Recently, we reported the first human study of [99mTc]TRODAT-1, technetium, 2-[[2-[[[3-(4-chlorophenyl)-8-methyl-8-azabicyclo[3.2.1]oct-2- yl]methyl](2-mercaptoethyl)amino]ethyl]amino]-ethanethiolato(3-)-o xo- [1R-(exo-exo)]-, as an imaging agent of central nervous system (CNS) dopamine transporters. Due to the existence of several chiral centers on this molecule, upon the formation of [99mTc]TRODAT-1 complex (2) several diastereomers could be created. Two major diastereomers of [99mTc]TRODAT-1 (2), designated as peak A (2A) and peak B (2B), were separated by HPLC. Biodistribution of the purified diastereomers 2A,B was evaluated in rats. It appears that 2A displayed a higher lipophilicity than 2B (PC = 305 and 229, respectively), and a similar trend was observed for the initial brain uptake at 2 min postinjection (0.50% and 0.28% dose/organ for 2A,B, respectively). At 60 min post-iv-injection, the specific uptakes, as measured by [striatum - cerebellum]/cerebellum ([ST-CB]/CB) ratio, were 1.72 and 2.79 for 2A,B, respectively. The higher [ST-CB]/CB ratio observed for 2B was corroborated by the results of an in vitro binding assay. Higher binding affinity for dopamine transporters was observed for 3B (Ki = 13.87 and 8.42 nM for the analogous rhenium complexes 3A,B, respectively). The structure of the [99mTc]TRODAT-1 complexes was deduced using nonradioactive rhenium as a surrogate for radioactive technetium complex. Reacting free TRODAT-1 ligand with [Bu4N][ReOCl4] yielded two major complexes: Re-TRODAT-1A (3A) and Re-TRODAT-1B (3B) (corresponding with peaks A and B of [99mTc]TRODAT-1, respectively), whose structures were determined by X-ray analysis. The X-ray structures show that both complexes have a pseudo-square-pyramidal structure of [RevO]3+N2S2 core with oxygen occupying the apical position and the N-alkyl substitution in syn-configuration to the oxo-rhenium bond. In conclusion, TRODAT-1 formed at least two diastereomers after complexing with a metal(V)-oxo (M = 99mTc, Re) center core. The two isomers display different binding affinities toward dopamine transporters and distinct properties of localization in the striatum area of the brain where the transporters are located.

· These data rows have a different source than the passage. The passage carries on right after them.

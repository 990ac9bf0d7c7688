#![cfg(loom)]

mod common;

#[test]
fn two_thread_stack_loom_test() {
    loom::model(|| {
        common::stack_push_pop_test::<2, 1>();
    })
}

#[test]
fn two_thread_stack_drain_loom_test() {
    loom::model(|| {
        common::stack_push_then_drain_test::<2, 2>();
    })
}

#[test]
fn two_thread_queue_loom_test() {
    let mut builder: loom::model::Builder = loom::model::Builder::new();
    builder.preemption_bound = Some(3);
    builder.check(|| {
        common::queue_enqueue_dequeue_test::<2, 1>();
    })
}

#[test]
fn two_thread_queue_drain_loom_test() {
    let mut builder: loom::model::Builder = loom::model::Builder::new();
    builder.preemption_bound = Some(3);
    builder.check(|| {
        common::queue_enqueue_then_drain_test::<2, 2>();
    })
}

#[test]
fn two_thread_tagged_stack_loom_test() {
    loom::model(|| {
        common::tagged_stack_push_pop_test::<2, 1>();
    })
}

#[test]
fn stack_handoff_loom_test() {
    loom::model(|| {
        common::stack_handoff_test::<2>();
    })
}

#[test]
fn queue_handoff_loom_test() {
    let mut builder: loom::model::Builder = loom::model::Builder::new();
    builder.preemption_bound = Some(3);
    builder.check(|| {
        common::queue_handoff_test::<2>();
    })
}
//! Michael-Scott lock-free queue.
//!
//! Michael and Scott. Simple, Fast, and Practical Non-Blocking and Blocking Concurrent Queue
//! Algorithms. PODC 1996. <http://dl.acm.org/citation.cfm?id=248106>

use core::fmt;
use core::marker::PhantomData;
use core::ptr;

use crossbeam_utils::CachePadded;
use tracing::{instrument, trace};

use crate::node::Node;
use crate::reclaim::{DefaultReclaim, Reclaim};
use crate::sync::{cas_retry_hint, AtomicPtr, Ordering};

/// A FIFO queue usable by any number of producers and consumers.
// A singly-linked list whose first node is a sentinel without a payload: the logical contents are
// the nodes after `head`. `tail` points at the last node or, while an enqueue is between linking
// its node and swinging `tail`, at the node just before it. Every thread which observes the lag
// swings `tail` itself, so a stalled enqueuer never blocks anybody.
pub struct MsQueue<T, R: Reclaim = DefaultReclaim> {
    head: CachePadded<AtomicPtr<Node<T>>>,
    tail: CachePadded<AtomicPtr<Node<T>>>,
    reclaim: R,
    _marker: PhantomData<T>,
}

// Any particular `T` is only ever accessed by the thread which enqueued it and then by the one
// which dequeued it.
unsafe impl<T: Send, R: Reclaim> Send for MsQueue<T, R> {}
unsafe impl<T: Send, R: Reclaim> Sync for MsQueue<T, R> {}

impl<T> MsQueue<T> {
    /// Create an empty queue which reclaims nodes with [DefaultReclaim].
    pub fn new() -> Self {
        Self::with_reclaimer(DefaultReclaim::default())
    }
}

impl<T, R: Reclaim> MsQueue<T, R> {
    /// Create an empty queue which hands unlinked sentinels to `reclaim`. Allocates the sentinel.
    pub fn with_reclaimer(reclaim: R) -> Self {
        let sentinel: *mut Node<T> = Node::allocate_empty();
        Self {
            head: CachePadded::new(AtomicPtr::new(sentinel)),
            tail: CachePadded::new(AtomicPtr::new(sentinel)),
            reclaim,
            _marker: PhantomData,
        }
    }

    /// Append `value` at the back of the queue.
    #[instrument(level = "trace", skip_all)]
    pub fn enqueue(&self, value: T) {
        let node: *mut Node<T> = Node::allocate(value);
        let _guard: R::Guard = self.reclaim.pin();

        loop {
            let tail: *mut Node<T> = self.tail.load(Ordering::Acquire);
            // SAFETY: `tail` was loaded while pinned, so it has not been freed.
            let tail_next: &AtomicPtr<Node<T>> = unsafe { Node::next(tail) };
            let next: *mut Node<T> = tail_next.load(Ordering::Acquire);

            if tail != self.tail.load(Ordering::Acquire) {
                // the snapshot of `tail` and its `next` is inconsistent
                cas_retry_hint();
                continue;
            }

            if !next.is_null() {
                trace!(tail = ?tail, next = ?next, "tail is lagging, swinging it forward");
                let _ = self
                    .tail
                    .compare_exchange(tail, next, Ordering::Release, Ordering::Relaxed);
                cas_retry_hint();
                continue;
            }

            if tail_next
                .compare_exchange(ptr::null_mut(), node, Ordering::Release, Ordering::Relaxed)
                .is_ok()
            {
                // best effort: whoever sees the lag first finishes this for us
                if self
                    .tail
                    .compare_exchange(tail, node, Ordering::Release, Ordering::Relaxed)
                    .is_err()
                {
                    trace!("tail was already swung past the new node by a helper");
                }
                return;
            }
            trace!(tail = ?tail, "another enqueue linked behind the tail first");
            cas_retry_hint();
        }
    }

    /// Remove and return the value at the front, or `None` if the queue was empty when the
    /// sentinel's `next` was read.
    #[instrument(level = "trace", skip_all)]
    pub fn dequeue(&self) -> Option<T> {
        let guard: R::Guard = self.reclaim.pin();

        loop {
            let head: *mut Node<T> = self.head.load(Ordering::Acquire);
            let tail: *mut Node<T> = self.tail.load(Ordering::Acquire);
            // SAFETY: `head` was loaded while pinned, so it has not been freed.
            let next: *mut Node<T> = unsafe { Node::next(head) }.load(Ordering::Acquire);

            if head != self.head.load(Ordering::Acquire) {
                cas_retry_hint();
                continue;
            }

            if head == tail {
                if next.is_null() {
                    return None;
                }
                trace!(tail = ?tail, next = ?next, "tail is lagging, swinging it forward");
                let _ = self
                    .tail
                    .compare_exchange(tail, next, Ordering::Release, Ordering::Relaxed);
                cas_retry_hint();
                continue;
            }

            if next.is_null() {
                // `head` moved between the loads; start over with a fresh snapshot
                cas_retry_hint();
                continue;
            }

            match self
                .head
                .compare_exchange(head, next, Ordering::AcqRel, Ordering::Acquire)
            {
                Ok(_) => {
                    // SAFETY: `next` is now the sentinel. It was linked by `enqueue` with a
                    // payload, and only the thread which promoted it to sentinel consumes that
                    // payload. It cannot be freed before `guard` is dropped.
                    let value: T = unsafe { Node::take_value(next) };
                    // SAFETY: the old sentinel is unreachable for new readers, and is retired
                    // once, by the thread which unlinked it.
                    unsafe { self.reclaim.retire(&guard, head) };
                    return Some(value);
                }
                Err(actual_head) => {
                    trace!(expected = ?head, actual = ?actual_head, "head moved during dequeue");
                    cas_retry_hint();
                }
            }
        }
    }

    /// Whether the queue was empty at the moment of the call. The answer may be stale as soon as
    /// it is returned.
    pub fn is_empty(&self) -> bool {
        let _guard: R::Guard = self.reclaim.pin();
        let head: *mut Node<T> = self.head.load(Ordering::Acquire);
        // SAFETY: `head` was loaded while pinned.
        unsafe { Node::next(head) }.load(Ordering::Acquire).is_null()
    }

    /// The strategy unlinked sentinels are handed to.
    pub fn reclaimer(&self) -> &R {
        &self.reclaim
    }

    /// Hand the reclaimer a point at which no other thread is inside an operation, proven by
    /// `&mut self`. What happens then depends on `R`: [crate::RetireList] frees everything it
    /// holds, while [crate::Epoch] only flushes this thread's deferred nodes to the global
    /// collector, which frees them once the epoch has advanced far enough.
    pub fn quiesce(&mut self) {
        self.reclaim.quiesce();
    }
}

impl<T, R: Reclaim> Default for MsQueue<T, R> {
    fn default() -> Self {
        Self::with_reclaimer(R::default())
    }
}

impl<T, R: Reclaim> Drop for MsQueue<T, R> {
    fn drop(&mut self) {
        while self.dequeue().is_some() {}

        let sentinel: *mut Node<T> = self.head.load(Ordering::Relaxed);
        // SAFETY: `&mut self` proves nobody else can reach the sentinel, and its payload slot is
        // empty.
        unsafe { Node::free(sentinel) };
    }
}

impl<T, R: Reclaim> Extend<T> for MsQueue<T, R> {
    fn extend<I: IntoIterator<Item = T>>(&mut self, iter: I) {
        for value in iter {
            self.enqueue(value);
        }
    }
}

impl<T, R: Reclaim> FromIterator<T> for MsQueue<T, R> {
    fn from_iter<I: IntoIterator<Item = T>>(iter: I) -> Self {
        let mut queue: Self = Self::default();
        queue.extend(iter);
        queue
    }
}

impl<T, R: Reclaim + fmt::Debug> fmt::Debug for MsQueue<T, R> {
    fn fmt(&self, f: &mut fmt::Formatter<'_>) -> fmt::Result {
        f.debug_struct("MsQueue")
            .field("head", &self.head.load(Ordering::Relaxed))
            .field("tail", &self.tail.load(Ordering::Relaxed))
            .field("reclaim", &self.reclaim)
            .finish()
    }
}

最近,我们报道了首例关于[99mTc]TRODAT-1(锝,2-[[2-[[[3-(4-氯苯基)-8-甲基-8-氮杂双环[3.2.1]辛-2-基]甲基](2-巯基乙基)氨基]乙基]氨基]-乙硫醇盐(3-)-氧代-[1R-(外向-外向)]-)作为中枢神经系统(CNS)多巴胺转运体显像剂的人体研究。由于该分子上存在多个手性中心,在形成[99mTc]TRODAT-1络合物(2)时可能会产生几种非对映异构体。通过高效液相色谱法分离出了[99mTc]TRODAT-1(2)的两种主要非对映异构体,分别命名为峰A(2A)和峰B(2B)。在大鼠中评估了纯化后的非对映异构体2A、2B的生物分布。似乎2A的亲脂性高于2B(分配系数分别为305和229),并且在注射后2分钟时的初始脑摄取也观察到类似趋势(2A、2B分别为0.50%和0.28%剂量/器官)。静脉注射后60分钟,通过[纹状体-小脑]/小脑([ST-CB]/CB)比值测量的特异性摄取,2A、2B分别为1.72和2.79。体外结合试验的结果证实了2B观察到的较高[ST-CB]/CB比值。对于3B(类似的铼络合物3A、3B的抑制常数Ki分别为13.87和8.42 nM),观察到对多巴胺转运体具有更高的结合亲和力。使用非放射性铼作为放射性锝络合物的替代物推导了[99mTc]TRODAT-1络合物的结构。游离的TRODAT-1配体与[Bu4N][ReOCl4]反应产生了两种主要络合物:Re-TRODAT-1A(3A)和Re-TRODAT-1B(3B)(分别对应于[99mTc]TRODAT-1的峰A和峰B),其结构通过X射线分析确定。X射线结构表明,两种络合物都具有[RevO]3+N2S2核心的假四方锥结构,氧占据顶端位置,N-烷基取代与氧代铼键呈顺式构型。总之,TRODAT-1与金属(V)-氧代(M = 99mTc,Re)中心核心络合后形成了至少两种非对映异构体。这两种异构体对多巴胺转运体表现出不同的结合亲和力,并且在转运体所在的脑纹状体区域具有不同的定位特性。